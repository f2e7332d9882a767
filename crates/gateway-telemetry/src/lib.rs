//! # Gateway Telemetry
//!
//! Observability for the access gateway.
//!
//! This crate provides:
//! - Structured logging setup (`tracing-subscriber`, pretty or JSON)
//! - Prometheus metrics for dependency calls, breakers, quota and the
//!   credential cache

#![forbid(unsafe_code)]
#![warn(missing_docs)]

pub mod error;
pub mod logging;
pub mod metrics;

// Re-export main types
pub use error::TelemetryError;
pub use logging::{init_logging, LoggingConfig};
pub use metrics::GatewayMetrics;
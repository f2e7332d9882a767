//! Caller authorization.
//!
//! Verifies bearer tokens issued by the identity provider and classifies the
//! caller as guest or authenticated. Verification material comes from a
//! [`CredentialCache`]: either the provider's published JWKS document or a
//! shared HMAC secret held in the secret store.

use crate::credential_cache::CredentialCache;
use crate::error::{AuthError, Result};
use chrono::{DateTime, Utc};
use gateway_core::{validate_session_id, CallerContext, GatewayError, SecretName};
use jsonwebtoken::errors::ErrorKind;
use jsonwebtoken::jwk::JwkSet;
use jsonwebtoken::{decode, decode_header, Algorithm, DecodingKey, Header, TokenData, Validation};
use serde::Deserialize;
use std::collections::HashMap;
use std::sync::Arc;
use std::time::Duration;
use tracing::{debug, warn};

/// Whether an endpoint admits unauthenticated callers
#[derive(Debug, Clone, PartialEq, Eq)]
pub enum GuestAccess {
    /// A valid token is required
    Denied,
    /// Callers without a valid token proceed as guests of this session
    Permitted {
        /// Browser session the guest belongs to
        session_id: String,
    },
}

impl GuestAccess {
    /// Permit guests of the given session
    pub fn permitted(session_id: impl Into<String>) -> Self {
        Self::Permitted {
            session_id: session_id.into(),
        }
    }
}

/// Where token verification keys come from
#[derive(Debug, Clone)]
pub enum VerificationMaterial {
    /// JWKS document published by the identity provider
    Jwks {
        /// Cache over the key set source
        cache: Arc<CredentialCache>,
        /// Logical name of the document in that cache
        document: SecretName,
    },
    /// HMAC secret held in the secret store
    SharedSecret {
        /// Secret store cache
        cache: Arc<CredentialCache>,
        /// Logical name of the secret
        secret: SecretName,
    },
}

/// Token validation settings
#[derive(Debug, Clone)]
pub struct ValidatorConfig {
    /// Accepted issuers; empty accepts any
    pub issuers: Vec<String>,
    /// Accepted audiences; empty skips the check
    pub audiences: Vec<String>,
    /// Accepted signing algorithms
    pub algorithms: Vec<Algorithm>,
    /// Clock skew tolerance
    pub leeway: Duration,
    /// Claim carrying the session id; the subject is used when absent
    pub session_claim: String,
    /// Minimum age of the key set before an unknown key id forces a refetch
    pub rotation_refresh_interval: Duration,
}

impl Default for ValidatorConfig {
    fn default() -> Self {
        Self {
            issuers: Vec::new(),
            audiences: Vec::new(),
            algorithms: vec![Algorithm::RS256],
            leeway: Duration::from_secs(60),
            session_claim: "sid".to_string(),
            rotation_refresh_interval: Duration::from_secs(30),
        }
    }
}

/// Verified token claims
#[derive(Debug, Clone, Deserialize)]
struct TokenClaims {
    sub: String,
    #[serde(default)]
    iat: Option<i64>,
    #[serde(default)]
    exp: Option<i64>,
    #[serde(flatten)]
    additional: HashMap<String, serde_json::Value>,
}

/// Verifies caller tokens
#[derive(Debug)]
pub struct RequestValidator {
    config: ValidatorConfig,
    material: VerificationMaterial,
}

impl RequestValidator {
    /// Create a validator
    #[must_use]
    pub fn new(config: ValidatorConfig, material: VerificationMaterial) -> Self {
        Self { config, material }
    }

    /// Validation settings
    #[must_use]
    pub fn config(&self) -> &ValidatorConfig {
        &self.config
    }

    /// Classify a caller.
    ///
    /// A valid token yields an authenticated context. A missing or invalid
    /// token yields a guest context when `guest` permits it. Verification
    /// material that cannot be obtained always fails, even for guest
    /// endpoints, because the presented token cannot be judged.
    ///
    /// # Errors
    /// Returns the verification failure when guests are denied, or
    /// `VerifierUnavailable` when a presented token cannot be checked
    pub async fn authorize(&self, raw_token: Option<&str>, guest: &GuestAccess) -> Result<CallerContext> {
        let token = raw_token.map(str::trim).filter(|t| !t.is_empty());

        let verified = match token {
            Some(token) => self.verify(token).await,
            None => Err(AuthError::MissingCredentials),
        };

        match (verified, guest) {
            (Ok(context), _) => Ok(context),
            (Err(err @ (AuthError::VerifierUnavailable(_) | AuthError::Configuration(_))), _) => {
                warn!(error = %err, "Token verification unavailable, denying caller");
                Err(err)
            }
            (Err(err), GuestAccess::Permitted { session_id }) => {
                validate_session_id(session_id)
                    .map_err(|e| AuthError::invalid(e.to_string()))?;
                debug!(reason = %err, session_id = %session_id, "Proceeding as guest");
                Ok(CallerContext::guest(session_id.clone()))
            }
            (Err(err), GuestAccess::Denied) => {
                debug!(reason = %err, "Caller denied");
                Err(err)
            }
        }
    }

    /// Verify a token and build the authenticated context
    ///
    /// # Errors
    /// Returns error if the token is invalid, expired, or cannot be checked
    pub async fn verify(&self, token: &str) -> Result<CallerContext> {
        let header = decode_header(token)
            .map_err(|e| AuthError::invalid(format!("Failed to decode token header: {e}")))?;

        if !self.config.algorithms.contains(&header.alg) {
            return Err(AuthError::invalid(format!(
                "Algorithm {:?} is not accepted",
                header.alg
            )));
        }

        let key = self.decoding_key(&header).await?;

        let mut validation = Validation::new(header.alg);
        validation.leeway = self.config.leeway.as_secs();
        validation.algorithms = self.config.algorithms.clone();
        validation.set_required_spec_claims(&["exp", "sub"]);
        if !self.config.issuers.is_empty() {
            validation.set_issuer(&self.config.issuers);
        }
        if self.config.audiences.is_empty() {
            validation.validate_aud = false;
        } else {
            validation.set_audience(&self.config.audiences);
        }

        let data: TokenData<TokenClaims> = decode(token, &key, &validation).map_err(|e| {
            debug!(error = %e, "JWT validation failed");
            match e.kind() {
                ErrorKind::ExpiredSignature => AuthError::ExpiredCredential,
                _ => AuthError::invalid(format!("Token validation failed: {e}")),
            }
        })?;

        Ok(self.context_from_claims(data.claims))
    }

    fn context_from_claims(&self, claims: TokenClaims) -> CallerContext {
        let session_id = claims
            .additional
            .get(&self.config.session_claim)
            .and_then(serde_json::Value::as_str)
            .filter(|sid| validate_session_id(sid).is_ok())
            .map_or_else(|| claims.sub.clone(), str::to_string);

        let issued_at = claims
            .iat
            .and_then(|iat| DateTime::from_timestamp(iat, 0))
            .unwrap_or_else(Utc::now);
        let expires_at = claims.exp.and_then(|exp| DateTime::from_timestamp(exp, 0));

        CallerContext::authenticated(claims.sub, session_id, issued_at, expires_at)
    }

    async fn decoding_key(&self, header: &Header) -> Result<DecodingKey> {
        match &self.material {
            VerificationMaterial::SharedSecret { cache, secret } => {
                let credential = cache
                    .get(secret)
                    .await
                    .map_err(AuthError::VerifierUnavailable)?;
                Ok(DecodingKey::from_secret(credential.expose()))
            }
            VerificationMaterial::Jwks { cache, document } => {
                self.key_from_jwks(cache, document, header).await
            }
        }
    }

    /// Get decoding key from the key set based on the token header
    async fn key_from_jwks(
        &self,
        cache: &CredentialCache,
        document: &SecretName,
        header: &Header,
    ) -> Result<DecodingKey> {
        let kid = header
            .kid
            .as_deref()
            .ok_or_else(|| AuthError::invalid("Token missing kid header"))?;

        let jwks = load_key_set(cache, document).await?;
        if let Some(jwk) = jwks.find(kid) {
            return DecodingKey::from_jwk(jwk).map_err(|e| AuthError::invalid(format!("Invalid JWK: {e}")));
        }

        // Unknown key id: the provider may have rotated keys
        let old_enough = cache
            .age(document)
            .map_or(true, |age| age >= self.config.rotation_refresh_interval);
        if !old_enough {
            return Err(AuthError::invalid(format!("Key not found in JWKS: {kid}")));
        }

        debug!(kid, "Unknown key id, refreshing key set");
        cache.invalidate(document);
        let jwks = load_key_set(cache, document).await?;
        let jwk = jwks
            .find(kid)
            .ok_or_else(|| AuthError::invalid(format!("Key not found in JWKS: {kid}")))?;

        DecodingKey::from_jwk(jwk).map_err(|e| AuthError::invalid(format!("Invalid JWK: {e}")))
    }
}

async fn load_key_set(cache: &CredentialCache, document: &SecretName) -> Result<JwkSet> {
    let credential = cache
        .get(document)
        .await
        .map_err(AuthError::VerifierUnavailable)?;

    serde_json::from_slice(credential.expose()).map_err(|e| {
        AuthError::VerifierUnavailable(GatewayError::dependency(
            cache.dependency(),
            format!("Malformed key set: {e}"),
            None,
            false,
        ))
    })
}

/// Extract the token from an `Authorization: Bearer <token>` header value
#[must_use]
pub fn bearer_token(header_value: &str) -> Option<&str> {
    let (scheme, token) = header_value.trim().split_once(' ')?;
    if scheme.eq_ignore_ascii_case("bearer") {
        Some(token.trim()).filter(|t| !t.is_empty())
    } else {
        None
    }
}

==================================================

Required action>
Copy out precisely the lines from the line with "#![forbid(unsafe_code)]" to the line with "and classifies the" in the material above, including those two lines and omitting all the rest.

Finished exercise>
#![forbid(unsafe_code)]
#![warn(missing_docs)]

pub mod error;
pub mod logging;
pub mod metrics;

// Re-export main types
pub use error::TelemetryError;
pub use logging::{init_logging, LoggingConfig};
pub use metrics::GatewayMetrics;
repository f2e7332d9882a767
//! Caller authorization.
//!
//! Verifies bearer tokens issued by the identity provider and classifies the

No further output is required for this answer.